A media tarde, sobre la aldea cayeron los Negros, la amenazadora caballería del fuerte de Fen Aspra. Resonaron las herraduras, relincharon los caballos, tintinearon las armas. El alcalde y otros campesinos a los que preguntaron mintieron como locos, dirigieron la persecución hacia una falsa pista. A Tuzik no le preguntó nadie. Y bien hecho.
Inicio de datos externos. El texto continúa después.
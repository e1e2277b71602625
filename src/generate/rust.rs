use super::{check_keywords, push_indent, translate_types, Joiner, Options};
use crate::{
    ast::{Field, Modifiers, TypeDecl},
    diag::Result,
};

pub static KEYWORDS: phf::Set<&'static str> = phf::phf_set! {
    "as", "break", "const", "continue", "crate", "else", "enum", "extern", "false",
    "fn", "for", "if", "impl", "in", "let", "loop", "match", "mod", "move", "mut",
    "pub", "ref", "return", "self", "Self", "static", "struct", "super", "trait",
    "true", "type", "unsafe", "use", "where", "while", "async", "await", "dyn",
};

/// Renders the type table as Rust structs with an `impl` block of panicking
/// method stubs. Nullable fields become `Option<T>`.
pub fn generate(types: &mut [TypeDecl], options: &Options, path: &str) -> Result<String> {
    check_keywords(types, &KEYWORDS, "rust", path)?;
    translate_types(types, map_type);

    let mut out = String::new();
    let mut joiner = Joiner::new();
    for t in types.iter() {
        if joiner.join() {
            out.push('\n');
        }
        out.push_str("struct ");
        out.push_str(&t.name);
        out.push_str(" {\n");
        write_fields(&t.fields, options, &mut out);
        out.push_str("}\n");

        if !t.methods.is_empty() {
            out.push_str("impl ");
            out.push_str(&t.name);
            out.push_str(" {\n");
            write_methods(t, options, &mut out);
            out.push_str("}\n");
        }
    }
    Ok(out)
}

fn write_fields(fields: &[Field], options: &Options, out: &mut String) {
    for field in fields {
        push_indent(out, options.indent);
        out.push_str(&field.var_name);
        out.push_str(": ");
        write_field_type(field, out);
        out.push_str(",\n");
    }
}

fn write_field_type(field: &Field, out: &mut String) {
    let is_list = field.modifiers.contains(Modifiers::ARRAY);
    let is_nullable = field.modifiers.contains(Modifiers::NULLABLE);
    if is_list {
        out.push_str("Vec<");
    }
    if is_nullable {
        out.push_str("Option<");
    }
    out.push_str(&field.type_name);
    if is_nullable {
        out.push('>');
    }
    if is_list {
        out.push('>');
    }
}

fn write_methods(t: &TypeDecl, options: &Options, out: &mut String) {
    for method in &t.methods {
        push_indent(out, options.indent);
        out.push_str("fn ");
        out.push_str(&method.name);
        out.push_str("(&self");
        for param in &method.params {
            out.push_str(", ");
            out.push_str(&param.var_name);
            out.push_str(": ");
            write_field_type(param, out);
        }
        out.push_str(") ");
        if let Some(return_type) = &method.return_type {
            out.push_str("-> ");
            out.push_str(&return_type.name);
            out.push(' ');
        }
        out.push_str("{\n");
        push_indent(out, 2 * options.indent);
        out.push_str("panic!(\"TODO: Unimplemented method\")\n");
        push_indent(out, options.indent);
        out.push_str("}\n");
    }
}

pub(crate) fn map_type(type_name: &str) -> Option<&'static str> {
    match type_name {
        "string" => Some("String"),
        _ => None,
    }
}

#[cfg(test)]
mod tests {
    use super::super::tests::parse;
    use super::*;
    use indoc::indoc;
    use pretty_assertions::assert_eq;

    #[test]
    fn cat_struct_and_impl() {
        let mut types = parse(include_str!("../../demos/cat.tg"));
        let out = generate(&mut types, &Options::default(), "cat.tg").unwrap();
        assert_eq!(
            out,
            indoc! {r#"
                struct Cat {
                    name: String,
                    age: u32,
                }
                impl Cat {
                    fn meow(&self, sound: String, volume: u32) -> String {
                        panic!("TODO: Unimplemented method")
                    }
                }
            "#}
        );
    }

    #[test]
    fn only_string_is_translated() {
        // The schema's scalar names are already Rust spellings; only
        // `string` needs mapping.
        assert_eq!(map_type("string"), Some("String"));
        for name in ["i8", "u8", "u32", "i64", "f64", "char", "bool"] {
            assert_eq!(map_type(name), None, "name: {name}");
        }

        let mut types = parse("type Stats { u32 count; i64 total; }");
        let out = generate(&mut types, &Options::default(), "stats.tg").unwrap();
        assert!(out.contains("count: u32,\n"), "output: {out}");
        assert!(out.contains("total: i64,\n"), "output: {out}");
    }

    #[test]
    fn nullable_list_field_uses_option() {
        let mut types = parse("type Bag { [string?] items; }");
        let out = generate(&mut types, &Options::default(), "bag.tg").unwrap();
        assert!(out.contains("items: Vec<Option<String>>,"), "output: {out}");
    }

    #[test]
    fn keyword_collision_fails() {
        let mut types = parse("type Machine { bool match; }");
        let err = generate(&mut types, &Options::default(), "m.tg").unwrap_err();
        assert_eq!(
            err.message(),
            "ERROR @ m.tg:1:21 field name 'match' is a rust keyword."
        );
    }
}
Cuando volvió de los pastos y pasó al huerto, escuchó voces. Reconoció la cháchara de los gemelos de Jiboso, el aperador, reconoció el falsete quebrado de los hijos de los vecinos. Y la voz de Milenka. Están jugando, pensó. Cruzó la cerca. Y se quedó congelado.

—¡Milenka!

Milenka, la única hija que le quedaba viva, su ojito derecho, se había colgado a la espalda un palo con una cuerda, imitando una espada. Se había dejado los cabellos sueltos, sobre su gorrito de lana había clavado una pluma de gallo, en el cuello se había enrollado un pañuelo de la madre. En forma de una extraña escarapela de fantasía.

Tenía los ojos verdes.

Tuzik no había pegado nunca a su hija, nunca había usado el cinturón paterno.

Aquélla fue la primera vez.

En el horizonte estallaron relámpagos, truenos. Una ráfaga de viento labró como un rastrillo la superficie del Cintillas. Habrá tormenta, pensó Milva, y después de la tormenta vendrá el mal tiempo. Los pinzones no se equivocaron.

Espoleó al caballo. Si quería alcanzar al brujo antes de la tormenta, tenía que darse prisa.